NCPA - National Center for Policy Analysis


January 17, 2005

Legalizing drug reimportation may not free up world drug markets, but instead impose price controls on Americans and drastically reduce drug innovation, says John Lott Jr. of the American Enterprise Institute.

Today, Americans bear most of the financial burden of expensive pharmaceutical research and development, with foreign consumers enjoying lower costs under price controls while enjoying the same drug benefits.

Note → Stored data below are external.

//! tiernote Core - Entity Types
//!
//! Pure data structures shared by every other crate in the workspace:
//! the note record, identity helpers, and the error taxonomy.

pub mod error;
pub mod identity;
pub mod note;

pub use error::{NoteError, NoteResult, Tier};
pub use identity::{new_note_id, NoteId, Timestamp};
pub use note::NoteRecord;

  • On average it costs $802 million to develop a new drug and overcome the regulatory hurdles to bring it to market.
  • Even then, just three in 10 market drugs match or exceed the average costs of research and development.

Some believe that by legalizing drug importation, pressure will be put on manufacturers to spread R&D costs to other countries. Lott, however, believes that Canada and Europe will not be willing to pay market prices. Thus when American spending falls -- as a result of reimportation -- pharmaceutical companies will simply stop making new drugs:

U.S. consumers, however, are unhappy with the status quo. They ask plaintively why they have to pay $270 for the same dosage of Lipitor that's sold in Canada for $180. But if Americans paid less, the system that has helped the entire world live longer and healthier would come crashing down. The irony is that Canada and Europe - by opposing the folly of reimportation - will ultimately improve their health and ours at the same time, says Lott.